What is the Spark DataFrame method `toPandas` actually doing?

73,242

Solution 1

Using spark to read in a CSV file to pandas is quite a roundabout method for achieving the end goal of reading a CSV file into memory.

It seems like you might be misunderstanding the use cases of the technologies in play here.

Spark is for distributed computing (though it can be used locally). It's generally far too heavyweight to be used for simply reading in a CSV file.

In your example, the sc.textFile method will simply give you a spark RDD that is effectively a list of text lines. This likely isn't what you want. No type inference will be performed, so if you want to sum a column of numbers in your CSV file, you won't be able to because they are still strings as far as Spark is concerned.

Just use pandas.read_csv and read the whole CSV into memory. Pandas will automatically infer the type of each column. Spark doesn't do this.

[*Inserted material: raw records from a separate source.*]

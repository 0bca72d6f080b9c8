use super::context::SupervisorContext;
use super::signal::{ChainOutcome, MoveOutcome, MoveRejection};
use super::supervisor::Supervisor;
use crate::common::grid::OccupancyGrid;
use crate::common::state::State;
use crate::common::types::MoveType;
use crate::common::vec2d::Vec2D;
use crate::config::Config;
use crate::planning::behavior::{Behavior, BehaviorKind, BehaviorSet};
use crate::planning::planner::PlannerHandle;
use crate::planning::reference_planner::{ReferencePlanner, SteeringGains};
use std::sync::Arc;
use tokio_util::sync::CancellationToken;

fn test_behaviors() -> BehaviorSet {
    let make = |kind| {
        let planner: Arc<dyn PlannerHandle> = Arc::new(ReferencePlanner::new(
            0.1,
            [2.0, 2.0, 1.0],
            SteeringGains { k_pos: 1.0, k_theta: 2.0 },
            0.3,
            400,
        ));
        Behavior::new(kind, planner)
    };
    BehaviorSet { car: make(BehaviorKind::Car), boat: make(BehaviorKind::Boat), escape: make(BehaviorKind::Escape) }
}

fn test_supervisor() -> Supervisor {
    let ctx = Arc::new(SupervisorContext::new(Config::default(), test_behaviors()));
    Supervisor::new(ctx)
}

fn feedback_channel() -> (tokio::sync::mpsc::Sender<super::signal::MoveFeedback>, tokio::sync::mpsc::Receiver<super::signal::MoveFeedback>)
{
    tokio::sync::mpsc::channel(8)
}

// E1: hold succeeds immediately with a constant reference.
#[tokio::test]
async fn e1_hold_succeeds_immediately() {
    let sup = test_supervisor();
    let start = State::new(1.0, 2.0, 0.3, 0.0, 0.0, 0.0);
    sup.context().set_state(start).await;
    let (tx, _rx) = feedback_channel();

    let outcome = sup.mv(start, "hold", None, CancellationToken::new(), tx).await;
    assert_eq!(outcome, MoveOutcome::Succeeded);

    let committed = sup.context().committed().await;
    let (seg, _) = committed.as_ref().expect("hold commits a segment");
    assert_eq!(seg.sample(0.0), start);
    assert_eq!(seg.sample(1000.0), start);
}

// E2: an unrecognized move type aborts with `move_type`, no state mutated.
#[tokio::test]
async fn e2_unknown_move_type_is_rejected() {
    let sup = test_supervisor();
    sup.context().set_state(State::ZERO).await;
    let (tx, _rx) = feedback_channel();

    let outcome = sup.mv(State::ZERO, "fly", None, CancellationToken::new(), tx).await;
    assert_eq!(outcome, MoveOutcome::Aborted(MoveRejection::MoveType));
    assert!(sup.context().committed().await.is_none());
}

// "circle" is declared but unimplemented: fails fast with `patience`.
#[tokio::test]
async fn circle_move_rejected_with_patience() {
    let sup = test_supervisor();
    sup.context().set_state(State::ZERO).await;
    let (tx, _rx) = feedback_channel();

    let outcome = sup.mv(State::ZERO, "circle", None, CancellationToken::new(), tx).await;
    assert_eq!(outcome, MoveOutcome::Aborted(MoveRejection::Patience));
}

#[tokio::test]
async fn move_without_odom_is_rejected() {
    let sup = test_supervisor();
    let (tx, _rx) = feedback_channel();
    let outcome = sup.mv(State::ZERO, "hold", None, CancellationToken::new(), tx).await;
    assert_eq!(outcome, MoveOutcome::Aborted(MoveRejection::Odom));
}

// E3: heading to goal already aligned (within pointshoot_tol) -> no rotation
// pre-move, chaining begins directly with `car` since the goal is beyond
// free_radius.
#[tokio::test]
async fn e3_aligned_heading_skips_rotation_and_selects_car() {
    let sup = test_supervisor();
    let start = State::new(0.0, 0.0, 0.0, 0.0, 0.0, 0.0);
    sup.context().set_state(start).await;
    sup.context().set_goal(State::new(10.0, 0.0, 0.0, 0.0, 0.0, 0.0)).await;
    sup.context().set_move_type(MoveType::Drive).await;

    let outcome = sup.tree_chain().await;
    assert_eq!(outcome, ChainOutcome::Clean);

    let committed = sup.context().committed().await;
    let (_, behavior) = committed.as_ref().expect("chain commits a segment");
    assert_eq!(*behavior, BehaviorKind::Car);
}

// Simulates odometry by feeding the supervisor's own committed reference back
// in as truth, the way `main.rs`'s `odometry_loop` does for a well-tracking
// vehicle — without this, `mv`'s real_tol convergence check never sees the
// plan's progress since `ctx.state()` is only ever updated here.
async fn odometry_loop(ctx: Arc<SupervisorContext>, preempt: CancellationToken) {
    loop {
        if preempt.is_cancelled() {
            return;
        }
        if let Some((seg, _)) = ctx.committed().await.as_ref() {
            let now = seg.param_at(chrono::Utc::now());
            ctx.set_state(seg.sample(now)).await;
        }
        tokio::time::sleep(std::time::Duration::from_millis(50)).await;
    }
}

// E4: heading error ~ π and distance > free_radius trigger a rotation-in-place
// pre-move before chaining begins; with an open grid the rotation is feasible
// and the drive converges to the goal.
#[tokio::test]
async fn e4_point_and_shoot_rotates_then_drives() {
    let sup = test_supervisor();
    let start = State::new(0.0, 0.0, std::f64::consts::PI, 0.0, 0.0, 0.0);
    sup.context().set_state(start).await;
    let goal = State::new(10.0, 0.0, 0.0, 0.0, 0.0, 0.0);
    let (tx, _rx) = feedback_channel();

    let odom_preempt = CancellationToken::new();
    let odom = tokio::spawn(odometry_loop(Arc::clone(sup.context()), odom_preempt.clone()));

    let outcome = tokio::time::timeout(
        std::time::Duration::from_secs(10),
        sup.mv(goal, "drive", None, CancellationToken::new(), tx),
    )
    .await
    .expect("point-and-shoot drive must not hang");

    odom_preempt.cancel();
    let _ = odom.await;

    assert_eq!(outcome, MoveOutcome::Succeeded);
}

// E5: an obstacle painted on the committed x_seq triggers reevaluate_plan to
// record time_till_issue and kill in-flight updates.
#[tokio::test]
async fn e5_obstacle_appears_sets_time_till_issue() {
    let sup = test_supervisor();
    let start = State::new(0.0, 0.0, 0.0, 0.0, 0.0, 0.0);
    sup.context().set_state(start).await;
    sup.context().set_goal(State::new(10.0, 0.0, 0.0, 0.0, 0.0, 0.0)).await;

    // A committed segment driving straight along +x at 1 unit/s, dt=0.1s, 60 steps.
    let x_seq: Vec<State> = (0..60).map(|i| State::new(i as f64 * 0.1, 0.0, 0.0, 1.0, 0.0, 0.0)).collect();
    let u_seq = vec![crate::common::state::Effort::ZERO; 59];
    let seg = crate::planning::segment::PlanSegment {
        x_seq,
        u_seq,
        dt: 0.1,
        t_update: chrono::Utc::now(),
        horizon: 5.9,
        tree_size: 10,
        reached_goal: false,
        behavior_name: "car",
    };
    sup.context().commit(seg, BehaviorKind::Car).await;

    // Obstacle painted at the world point the vehicle occupies at sample index 30 (x=3.0).
    let mut data = vec![0u8; 20 * 5];
    data[2 * 20 + 3] = 255; // row=2 (y in [2,3)), col=3 (x in [3,4))
    let grid = OccupancyGrid::new(20, 5, Vec2D::new(0.0, -2.5), 1.0, data);
    sup.context().set_grid(grid).await;

    sup.reevaluate_plan().await;
    let tau = sup.context().time_till_issue().await;
    assert!(tau.is_some(), "expected an infeasibility to be detected");
}

// E6: while escaping, a now-clear straight line to goal resumes `drive` and
// clears the pending issue. The committed escape segment reflects the normal
// post-chain state: `time_till_issue` already reset to `None` by the chain
// iteration that committed it (spec.md §4.1 step 7) — a *prior* issue is not
// "still pending" once a fresh segment addressing it has been committed.
#[tokio::test]
async fn e6_escape_recovers_to_drive_on_clear_path() {
    let sup = test_supervisor();
    let start = State::new(0.0, 0.0, 0.0, 0.0, 0.0, 0.0);
    sup.context().set_state(start).await;
    sup.context().set_goal(State::new(5.0, 0.0, 0.0, 0.0, 0.0, 0.0)).await;
    sup.context().set_move_type(MoveType::Skid).await; // escaping regime

    let seg = crate::planning::segment::PlanSegment::constant(start, chrono::Utc::now(), "escape");
    sup.context().commit(seg, BehaviorKind::Escape).await;

    let grid = OccupancyGrid::new(30, 30, Vec2D::new(-15.0, -15.0), 1.0, vec![0; 900]);
    sup.context().set_grid(grid).await;

    sup.reevaluate_plan().await;
    assert_eq!(sup.context().time_till_issue().await, None);
    assert_eq!(sup.context().move_type().await, MoveType::Drive);
}

// Preemption kills in-flight planners, waits for `busy` release, and resets.
#[tokio::test]
async fn preempt_before_loop_reports_preempted() {
    let sup = Arc::new(test_supervisor());
    let start = State::new(0.0, 0.0, 0.0, 0.0, 0.0, 0.0);
    sup.context().set_state(start).await;
    let token = CancellationToken::new();
    token.cancel();
    let (tx, _rx) = feedback_channel();

    let outcome = sup.mv(State::new(10.0, 0.0, 0.0, 0.0, 0.0, 0.0), "drive", None, token, tx).await;
    assert_eq!(outcome, MoveOutcome::Preempted);
    assert!(sup.context().committed().await.is_none());
}

// Invariant 3 (spec.md §8): tree_chain is mutually exclusive with itself.
#[tokio::test]
async fn tree_chain_is_reentrant_safe() {
    let sup = Arc::new(test_supervisor());
    sup.context().set_state(State::ZERO).await;
    sup.context().set_goal(State::new(3.0, 0.0, 0.0, 0.0, 0.0, 0.0)).await;
    sup.context().set_move_type(MoveType::Drive).await;

    assert!(sup.context().try_acquire_busy());
    let outcome = sup.tree_chain().await;
    assert_eq!(outcome, ChainOutcome::AlreadyBusy);
    assert!(sup.context().committed().await.is_none());
    sup.context().release_busy();
}

// A larger grid with an obstacle the chosen exploration push has to route
// around: exercises the full shaper push loop and an RRT extension phase
// where many samples land infeasible, without starving the executor.
#[tokio::test]
async fn tree_chain_terminates_around_an_obstacle() {
    let sup = test_supervisor();
    sup.context().set_state(State::ZERO).await;
    sup.context().set_goal(State::new(35.0, 35.0, 0.0, 0.0, 0.0, 0.0)).await;
    sup.context().set_move_type(MoveType::Drive).await;
    let (width, height, res) = (80u32, 80u32, 0.5);
    let mut data = vec![0u8; (width * height) as usize];
    for row in 40..70 {
        for col in 30..50 {
            data[(row * width + col) as usize] = 255;
        }
    }
    let grid = OccupancyGrid::new(width, height, Vec2D::new(0.0, 0.0), res, data);
    sup.context().set_grid(grid).await;

    let outcome = tokio::time::timeout(std::time::Duration::from_secs(5), sup.tree_chain()).await;
    assert_eq!(outcome.expect("tree_chain must not starve the executor"), ChainOutcome::Clean);
}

Now to answer your questions:

Does it store the Pandas object to local memory:

Yes. toPandas() will convert the Spark DataFrame into a Pandas DataFrame, which is of course in memory.

Does Pandas low-level computation handled all by Spark

No. Pandas runs its own computations, there's no interplay between spark and pandas, there's simply some API compatibility.

Does it exposed all pandas dataframe functionality?

No. For example, Series objects have an interpolate method which isn't available in PySpark Column objects. There are many many methods and functions that are in the pandas API that are not in the PySpark API.

Can I convert it toPandas and just be done with it, without so much touching DataFrame API?

Absolutely. In fact, you probably shouldn't even use Spark at all in this case. pandas.read_csv will likely handle your use case unless you're working with a huge amount of data.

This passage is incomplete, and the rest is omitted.